Citizen advisory council member and former EMMC chief of medicine Dr. Alan Boone expressed frustration that the state owes hospitals millions of dollars yet stands in the way of needed expansions and improvements.
“Is there any hope of getting rid of the certificate of need?” he asked of the seasoned legislators at the breakfast.
Assistant Senate Minority Leader Richard Rosen, R-Bucksport, said he introduced a bill in the last session to repeal the certificate of need requirement, but it garnered only three votes of support. Rosen also spoke in favor of deregulating private health insurance companies, arguing that New Hampshire’s less-regulated environment has resulted in “a more robust private market,” a greater choice of insurance products, and lower enrollments in the state’s Medicaid program.

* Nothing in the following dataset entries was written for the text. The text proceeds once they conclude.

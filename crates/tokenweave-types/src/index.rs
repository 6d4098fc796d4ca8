use serde::{Deserialize, Serialize};
use std::fmt;

/// Coordinate of a token within a nested-collection iteration space.
///
/// Index arrays are immutable: every operation that would change one returns a
/// new value. An empty array addresses the whole (non-iterated) value, and a
/// completion carrying an empty array is a final completion.
#[derive(Debug, Clone, Default, PartialEq, Eq, Hash, PartialOrd, Ord, Serialize, Deserialize)]
#[serde(transparent)]
pub struct IndexArray(Vec<usize>);

impl IndexArray {
    pub fn new(indices: Vec<usize>) -> Self {
        Self(indices)
    }

    pub fn empty() -> Self {
        Self(Vec::new())
    }

    pub fn len(&self) -> usize {
        self.0.len()
    }

    pub fn is_empty(&self) -> bool {
        self.0.is_empty()
    }

    pub fn as_slice(&self) -> &[usize] {
        &self.0
    }

    pub fn iter(&self) -> std::slice::Iter<'_, usize> {
        self.0.iter()
    }

    /// Ordered concatenation: entries of `self` precede those of `other`.
    pub fn concat(&self, other: &IndexArray) -> IndexArray {
        let mut indices = Vec::with_capacity(self.len() + other.len());
        indices.extend_from_slice(&self.0);
        indices.extend_from_slice(&other.0);
        IndexArray(indices)
    }

    /// Concatenates any number of arrays in iteration order.
    pub fn concat_all<'a, I>(parts: I) -> IndexArray
    where
        I: IntoIterator<Item = &'a IndexArray>,
    {
        let mut indices = Vec::new();
        for part in parts {
            indices.extend_from_slice(&part.0);
        }
        IndexArray(indices)
    }

    /// True when `prefix` is a leading segment of this array (equal arrays count).
    pub fn has_prefix(&self, prefix: &IndexArray) -> bool {
        self.0.starts_with(&prefix.0)
    }

    /// True when `prefix` is a leading segment strictly shorter than this array.
    pub fn has_strict_prefix(&self, prefix: &IndexArray) -> bool {
        prefix.len() < self.len() && self.has_prefix(prefix)
    }

    /// The first `len` entries, or a copy of the whole array when shorter.
    pub fn truncated(&self, len: usize) -> IndexArray {
        IndexArray(self.0[..len.min(self.len())].to_vec())
    }

    /// Appends one coordinate, producing the address of a child element.
    pub fn child(&self, position: usize) -> IndexArray {
        let mut indices = self.0.clone();
        indices.push(position);
        IndexArray(indices)
    }

    /// Removes `prefix` from the front, if present.
    pub fn strip_prefix(&self, prefix: &IndexArray) -> Option<IndexArray> {
        self.0
            .strip_prefix(prefix.as_slice())
            .map(|rest| IndexArray(rest.to_vec()))
    }
}

impl From<Vec<usize>> for IndexArray {
    fn from(indices: Vec<usize>) -> Self {
        Self(indices)
    }
}

impl<const N: usize> From<[usize; N]> for IndexArray {
    fn from(indices: [usize; N]) -> Self {
        Self(indices.to_vec())
    }
}

impl From<&[usize]> for IndexArray {
    fn from(indices: &[usize]) -> Self {
        Self(indices.to_vec())
    }
}

impl fmt::Display for IndexArray {
    fn fmt(&self, f: &mut fmt::Formatter<'_>) -> fmt::Result {
        write!(f, "[")?;
        for (i, index) in self.0.iter().enumerate() {
            if i > 0 {
                write!(f, ",")?;
            }
            write!(f, "{}", index)?;
        }
        write!(f, "]")
    }
}
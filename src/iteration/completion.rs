//! Final-completion accounting shared by every combinator node.

use tokenweave_types::{IndexArray, InvocationContext};

use crate::core::events::{Completion, IterationEvent};

/// Tracks which children of a node have delivered their final completion for
/// one owning process.
#[derive(Debug)]
pub(crate) struct CompletionTracker {
    completed: Vec<bool>,
    emitted: bool,
}

impl CompletionTracker {
    pub(crate) fn new(children: usize) -> Self {
        Self {
            completed: vec![false; children],
            emitted: false,
        }
    }

    /// Marks `child` complete. Returns true exactly once, when the last
    /// outstanding child completes.
    pub(crate) fn mark(&mut self, child: usize) -> bool {
        if self.emitted {
            return false;
        }
        if let Some(slot) = self.completed.get_mut(child) {
            *slot = true;
        }
        if self.completed.iter().all(|done| *done) {
            self.emitted = true;
            return true;
        }
        false
    }

    pub(crate) fn is_complete(&self, child: usize) -> bool {
        self.completed.get(child).copied().unwrap_or(false)
    }

    /// True when every child other than `child` has completed.
    pub(crate) fn others_complete(&self, child: usize) -> bool {
        self.completed
            .iter()
            .enumerate()
            .all(|(i, done)| i == child || *done)
    }

    pub(crate) fn has_emitted(&self) -> bool {
        self.emitted
    }
}

pub(crate) fn final_completion(owning_process: &str, context: &InvocationContext) -> IterationEvent {
    IterationEvent::Completion(Completion::new(
        owning_process,
        IndexArray::empty(),
        context.clone(),
    ))
}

Responding to Rosen, Sen. Elizabeth Schneider, D-Orono, said deregulation is not the answer. “We have a major health care crisis nationwide,” she said. “What’s needed is a significant overhaul of the health care system. … It’s not just about opening up our markets so people can make more money.”
Schneider said there is broad agreement in Augusta that the state should honor its financial obligations to Maine hospitals, but there is simply not enough money to go around. “We have finite resources and infinite need,” she said, adding that she expects the budget shortfalls of recent years to worsen in the future. The state’s first priority, she added, should be to ensure the well-being of those in the greatest need.
About 14 candidates for state office attended the breakfast, including incumbents, challengers and several first-timers.
Bangor Republican Douglas Damon, a first-time candidate for House District 16, said he appreciated the hospitals’ invitation. “First you have to understand the problem before you can solve the problem,” he said. Damon, who is running against Democrat Steven Butterfield, said the MaineCare expansion and low reimbursement rates are to blame for many of the woes afflicting health care in Maine.
“Everything is so important, but how can we pay for it?” asked Ruth-Marie Spellman, a Brewer Democrat running against Republican Michael Celli in House District 21. “We have a lot cut out for us.”